Sunday, May 4, 2014

This weekend the internet was abuzz with a campaign that made me giddy with excitement. Before I explain, let me back up and share what has been going on in the book world, in case you have missed out. The Book Expo America will be taking place at the end of this month in New York, and some startling news popped up about the BookCon author panels. BEA announced an all white, all male Kid Lit panel. Problem? You bet. To make matters worse, they announced a guest list where the only non-white person was a cat. A FREAKING CAT. 

Now, if you have read even a handful of books in the YA universe, you will know that there are some bad ass authors that are also people of color (POC). So for BEA to make a mistake like this is an epic one. This is what caused authors Ellen Oh, Malinda Po, and Cindy Pon to come together and create a three day event in protest. Their website is full of eye opening statistics and facts that only encourage readers to support and read diverse books.

Did you know that:

  • Among the 65 YA fiction titles on the best seller list, 10 featured main characters of color; that’s 15%.
  • Among the 65 fiction titles on the YA list, eight titles include LGBT main characters, at 12% of total.
  • Only two titles on the NYT YA Best Sellers list featured main characters with disabilities: The Fault in Our Stars by John Green (cancer and related disabilities) and Will Grayson, Will Grayson by John Green and David Levithan (depression). 
  • Out of 76 total young adult authors on the YA list and the Children’s Series list, one author’s race is unknown (Morgan Rice), and seven are authors of color, or 9%.

The result of the campaign was amazing, as people reached out on facebook, twitter, tumblr, and Instagram to highlight diverse books and authors. The hashtag #WeNeedDiverseBooks was seen almost everywhere with people submitting their own person reasons why they needed diverse books. I even took up a banner and shared why I needed diverse books.

Even though today ends the campaign, awareness still needs to happen. So tell me, why do you need diverse books? 

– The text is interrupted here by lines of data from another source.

//! Request context for analytic calls
//!
//! A `Selection` carries the filters a caller has chosen (year, regions,
//! focus country, year range, comparison set). It is built once per request
//! and passed by reference; analytics never hold on to it.

use serde::{Deserialize, Serialize};

use crate::models::Dataset;
use crate::reference::CountryReference;

#[derive(Debug, Clone, Default, PartialEq, Serialize, Deserialize)]
pub struct Selection {
    /// Year shown on the map
    pub year: i32,
    /// Region filter; empty means all regions
    #[serde(default)]
    pub regions: Vec<String>,
    /// Focus country for trend statements and highlighting
    #[serde(default)]
    pub country: Option<String>,
    #[serde(default)]
    pub year_from: Option<i32>,
    #[serde(default)]
    pub year_to: Option<i32>,
    /// Countries in the comparison chart
    #[serde(default)]
    pub compare: Vec<String>,
}

impl Selection {
    pub fn for_year(year: i32) -> Self {
        Self {
            year,
            ..Default::default()
        }
    }

    pub fn with_regions(mut self, regions: Vec<String>) -> Self {
        self.regions = regions;
        self
    }

    pub fn with_country(mut self, country: Option<String>) -> Self {
        self.country = country;
        self
    }

    pub fn with_range(mut self, from: Option<i32>, to: Option<i32>) -> Self {
        self.year_from = from;
        self.year_to = to;
        self
    }

    pub fn with_compare(mut self, countries: Vec<String>) -> Self {
        self.compare = countries;
        self
    }

    /// The table restricted to this selection's year range and regions
    pub fn apply(&self, dataset: &Dataset, reference: &CountryReference) -> Dataset {
        dataset
            .in_years(self.year_from, self.year_to)
            .in_regions(&self.regions, reference)
    }

    /// "All Regions" or the selected regions joined with commas
    pub fn regions_label(&self) -> String {
        if self.regions.is_empty() {
            "All Regions".to_string()
        } else {
            self.regions.join(", ")
        }
    }

    /// "2015 - 2022", with open ends filled from the data
    pub fn range_label(&self, dataset: &Dataset) -> String {
        let years = dataset.years();
        let from = self.year_from.or_else(|| years.first().copied());
        let to = self.year_to.or_else(|| years.last().copied());
        match (from, to) {
            (Some(from), Some(to)) => format!("{} - {}", from, to),
            _ => "n/a".to_string(),
        }
    }
}

/// Split a comma-separated list, dropping empty items
pub fn parse_list(raw: &str) -> Vec<String> {
    raw.split(',')
        .map(str::trim)
        .filter(|s| !s.is_empty())
        .map(str::to_string)
        .collect()
}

  1. It kind of boggles the mind about the Kid Lit panel. I was under the impression that most authors who wrote for that category were women! I know that I still find it surprising when I see a male author's name on children's, middle grade, or young adult titles. (I'd like to give BEA the benefit of the doubt and think that, maybe, they were trying to bring more "diversity" by the panel by choosing authors from the underrepresented gender; unfortunately, I suspect it was just plain old sexism, since they didn't include any women at all.)

    Those charts by Malinda Lo are kind of interesting. "Characters of Colour" is a bit too low. It's certainly not representative of a lot of geographic areas in the Western world (like mine, where more than half the population is a visible minority). "LGBT Characters" was a bit of a surprise. At 12%, it might not be that far off the percentage of people who identify that way (depending on what statistics you look at). I'd guess that growth in the number of LGBT characters is a rather recent development, though; I can't recall reading (or even hearing about) books with LGBT characters when I was a teenager. "Characters with Disabilities" is woefully low, especially if you're including things like illnesses (cancer, etc.) and invisible disabilities (depression, bipolar, fibromyalgia, etc.). Some estimates put rates of chronic illness at more than 50% of the population. So a 3% representation is kind of pathetic.

    I was looking through a list of the books I liked the most (and thinking about a few other favourites that weren't on the list). Quite a few of them have characters of colour. A number are set outside the United States (which I count toward "diversity", especially since much of YA fiction is so heavily skewed toward the U.S.). A couple feature characters with disabilities. Only one of them has any LGBT characters, and it was an adult title. (It's not that I haven't read more books with LGBT characters. I just haven't found many that I really loved.)

    I need diversity in books because I'm white and heterosexual. I already "get" that point of view. I want to see the world through the lens of other cultures and sexual orientations.

    1. I love that you were thoughtful enough to give this post a response! Thank you!

    2. Ahhh that came out wrong. Haha. I meant thank you for leaving a thought provoking response! I think that regardless of whatever background we come from we can all use some diversity in our lives. Awareness is key.